Практическая значимость магнезита и брусита определяется широким использованием в промышленности огнеупоров (около 90% добываемого сырья), сельском хозяйстве и медицине получаемого из них оксида магния MgO (жженой магнезии). В настоящее время приблизительно 2/3 мирового производства оксида магния приходится на обжиг природных магнезита и брусита, а около 1/3 - на экстракцию из морской воды, подземных и поверхностных рассолов.

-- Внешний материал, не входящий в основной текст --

#[cfg(test)]
mod tests {
    use super::*;
    use crate::{
        catalog::CATALOG,
        selection::{resolve_slots, SignalConfig},
    };
    use assert_approx_eq::assert_approx_eq;

    fn all_slots() -> Vec<StatSlot> {
        let signal = SignalConfig {
            name: "B:PS1".into(),
            units: Some("A".into()),
            selection: None,
        };
        resolve_slots(&CATALOG, &signal, "s")
    }

    fn analyzer(shape: ShapeParameters, dt: Real) -> WaveformAnalyzer {
        WaveformAnalyzer::new(shape, [MeanRegion::default(); 4], dt)
    }

    fn result(slots: &[StatSlot], id: StatId) -> Real {
        slots[id.index()].result
    }

    #[test]
    fn ramp_fit_matches_hand_computation() {
        // eleven samples 0..=10, one baseline sample, fit over [1, 10)
        let waveform: Vec<Real> = (0..=10).map(|i| i as Real).collect();
        let reference = waveform.clone();
        let mut slots = all_slots();
        let problems = analyzer(ShapeParameters::default(), 1.0).analyse(
            &waveform,
            &reference,
            &mut slots,
        );

        assert_eq!(result(&slots, StatId::Baseline), 0.0);
        assert_approx_eq!(result(&slots, StatId::Slope), 1.0, 1e-9);
        assert_approx_eq!(result(&slots, StatId::Intercept), 0.0, 1e-9);
        assert_approx_eq!(result(&slots, StatId::ChiSquared), 0.0, 1e-12);
        assert_eq!(result(&slots, StatId::Min), 0.0);
        assert_eq!(result(&slots, StatId::Max), 10.0);
        assert_approx_eq!(result(&slots, StatId::Amplitude), 10.0, 1e-12);
        assert_approx_eq!(result(&slots, StatId::Mean), 5.0, 1e-12);
        // a pure ramp has no period and no falling crossings
        assert_eq!(result(&slots, StatId::Period), UNMEASURABLE);
        assert_eq!(result(&slots, StatId::Fall50), UNMEASURABLE);
        assert!(problems >= 4);
    }

    #[test]
    fn identical_reference_gives_exactly_zero_chi_squared() {
        let waveform: Vec<Real> = (0..64)
            .map(|i| (i as Real * 0.3).sin() * 5.0 + 2.0)
            .collect();
        let reference = waveform.clone();
        let mut slots = all_slots();
        analyzer(ShapeParameters::default(), 0.01).analyse(&waveform, &reference, &mut slots);
        assert_eq!(result(&slots, StatId::RefChiSquared), 0.0);
    }

    #[test]
    fn whole_waveform_region_mean_is_the_plain_mean() {
        let waveform = [3.0, -1.0, 4.0, -1.0, 5.0, -9.0, 2.0];
        let region = MeanRegion {
            start_fraction: 0.0,
            length_fraction: 1.0,
        };
        assert_eq!(region_mean(&waveform, region), mean(&waveform));
    }

    #[test]
    fn analyse_is_idempotent() {
        let waveform: Vec<Real> = (0..128)
            .map(|i| ((i as Real / 16.0).sin() + 0.01 * i as Real) * 3.0)
            .collect();
        let reference: Vec<Real> = waveform.iter().map(|s| s * 0.9).collect();
        let analyzer = analyzer(ShapeParameters::default(), 2e-3);

        let mut first = all_slots();
        let problems_first = analyzer.analyse(&waveform, &reference, &mut first);
        let mut second = first.clone();
        let problems_second = analyzer.analyse(&waveform, &reference, &mut second);

        assert_eq!(problems_first, problems_second);
        assert_eq!(first, second);
    }

    #[test]
    fn single_sample_waveform_records_the_documented_problems() {
        let mut slots = all_slots();
        let problems = analyzer(ShapeParameters::default(), 1.0).analyse(&[7.5], &[7.5], &mut slots);

        assert_eq!(result(&slots, StatId::Amplitude), UNMEASURABLE);
        assert_eq!(result(&slots, StatId::RefChiSquared), UNMEASURABLE);
        assert_eq!(result(&slots, StatId::Baseline), 7.5);
        assert_eq!(result(&slots, StatId::Mean), 7.5);
        // 1 amplitude + 1 reference + 1 fit + 9 crossings + 1 period +
        // 4 quarter windows
        assert_eq!(problems, 17);
    }

    #[test]
    fn empty_waveform_does_not_crash() {
        let mut slots = all_slots();
        let problems =
            analyzer(ShapeParameters::default(), 1.0).analyse(&[], &[], &mut slots);
        assert_eq!(result(&slots, StatId::Amplitude), UNMEASURABLE);
        assert_eq!(result(&slots, StatId::RefChiSquared), UNMEASURABLE);
        assert_eq!(problems, 17);
    }

    #[test]
    fn crossing_times_scale_with_the_sample_interval() {
        // rises linearly to 10 then falls back; max at index 10
        let mut waveform: Vec<Real> = (0..=10).map(|i| i as Real).collect();
        waveform.extend((0..10).map(|i| 9.0 - i as Real));
        let reference = waveform.clone();
        let dt = 0.5;
        let mut slots = all_slots();
        analyzer(ShapeParameters::default(), dt).analyse(&waveform, &reference, &mut slots);

        // rising crossing of half the maximum is at sample 5
        assert_approx_eq!(result(&slots, StatId::Rise50), 5.0 * dt, 1e-9);
        // falling crossing of half the maximum is at sample 15
        assert_approx_eq!(result(&slots, StatId::Fall50), 15.0 * dt, 1e-9);
    }

    #[test]
    fn zero_slope_fit_has_no_zero_crossing() {
        let waveform = [1.0; 32];
        let reference = [1.0; 32];
        let mut slots = all_slots();
        let problems = analyzer(ShapeParameters::default(), 1.0).analyse(
            &waveform,
            &reference,
            &mut slots,
        );
        assert_eq!(result(&slots, StatId::Slope), 0.0);
        assert_eq!(result(&slots, StatId::ZeroCrossing), UNMEASURABLE);
        // flat waveform: no crossings of any kind, no period
        assert!(problems >= 11);
    }

    #[test]
    fn configured_regions_average_the_right_samples() {
        let waveform: Vec<Real> = (0..10).map(|i| i as Real).collect();
        let regions = [
            MeanRegion {
                start_fraction: 0.0,
                length_fraction: 0.5,
            },
            MeanRegion {
                start_fraction: 0.5,
                length_fraction: 0.5,
            },
            MeanRegion {
                start_fraction: 0.0,
                length_fraction: 1.0,
            },
            MeanRegion {
                start_fraction: 0.8,
                length_fraction: 0.2,
            },
        ];
        let analyzer = WaveformAnalyzer::new(ShapeParameters::default(), regions, 1.0);
        let mut slots = all_slots();
        analyzer.analyse(&waveform, &waveform.clone(), &mut slots);

        // [0, 5] inclusive
        assert_approx_eq!(result(&slots, StatId::Mean1), 2.5, 1e-12);
        // [5, 9] inclusive, clipped to the last sample
        assert_approx_eq!(result(&slots, StatId::Mean2), 7.0, 1e-12);
        assert_approx_eq!(result(&slots, StatId::Mean3), 4.5, 1e-12);
        // [8, 9] inclusive
        assert_approx_eq!(result(&slots, StatId::Mean4), 8.5, 1e-12);
    }

    #[test]
    fn undesired_slots_are_never_touched() {
        let signal = SignalConfig {
            name: "B:PS1".into(),
            units: None,
            selection: Some("<none> Mean".into()),
        };
        let mut slots = resolve_slots(&CATALOG, &signal, "s");
        for slot in slots.iter_mut() {
            slot.result = -123.0;
        }
        let waveform: Vec<Real> = (0..10).map(|i| i as Real).collect();
        let problems =
            analyzer(ShapeParameters::default(), 1.0).analyse(&waveform, &waveform.clone(), &mut slots);

        assert_eq!(problems, 0);
        assert_approx_eq!(result(&slots, StatId::Mean), 4.5, 1e-12);
        for slot in slots.iter().filter(|slot| !slot.desired) {
            assert_eq!(slot.result, -123.0);
        }
    }

    #[test]
    fn quarter_slopes_follow_their_windows() {
        // slope 1 up to the midpoint, slope -2 beyond it
        let waveform: Vec<Real> = (0..100)
            .map(|i| {
                if i < 50 {
                    i as Real
                } else {
                    50.0 - 2.0 * (i - 50) as Real
                }
            })
            .collect();
        let shape = ShapeParameters {
            slopes_start_fraction: 0.5,
            ..Default::default()
        };
        let mut slots = all_slots();
        analyzer(shape, 1.0).analyse(&waveform, &waveform.clone(), &mut slots);

        for id in StatId::QUARTER_SLOPES {
            assert_approx_eq!(result(&slots, id), -2.0, 1e-9);
        }
    }
}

Магнезит представляет углекислую соль магния MgCO3. Теоретически он состоит из 47,8% MgO и 52,2% СO2, являясь крайним членом двух изоморфных рядов: с сидеритом (FeCO3) и кальцитом CaCO3). Промежуточные члены этих рядов - брейнерит (Mg, Fe)CO3 и доломит CaMg(CO3)3 подобно магнезиту также используются в качестве огнеупорного сырья. Практически в нем всегда содержатся различные количества оксидов железа, кальция, марганца, алюминия и кремния. Выделяется две природных разновидности магнезита: кристаллическая и криптокристаллическая (аморфная). Иногда в ассоциации с магнезитом обнаруживается также гидромагнезит Mg[(OH)2(CO3)4].4H2O, утилизируемые совместно.
Кристаллический магнезит образует зернистые агрегаты, сложенные вытянутыми кристаллами от долей мм до 1 см. Белый или желтоватый, а от примесей углистого вещества - светло- или темно-серый до черного. Текстуры агрегата: полосчатые, радиально-лучистые, массивные. Твердость 3,5-4, плотность 3,02 г/см3.
Криптокристаллический (аморфный) магнезит обычно имеет белый цвет и фарфоровидный облик. Он образует натечные гроздьевидные формы, обладает раковистым изломом. В зависимости от примесей может принимать кремовый, желтоватый, буроватый или серый оттенок. В отличие от кристаллического обладает несколько более высокой твердостью (3,5-5) и меньшей плотностью (2,9-3 г/cм3).
Брусит - гидроксид магния Mg(OH)2 содержит изоморфные примеси железа и марганца. Теоретическое содержание MgO - 69,1%. Типичны таблитчатые и игольчатые кристаллы. Твердость - 2,5, плотность - 2,39 г/см3. Образует почти мономинеральные листоватые, волокнистые и зернистые агрегаты. Цвет белый с зелеными, желтыми и коричневыми оттенками; иногда обнаруживает перламутровый блеск.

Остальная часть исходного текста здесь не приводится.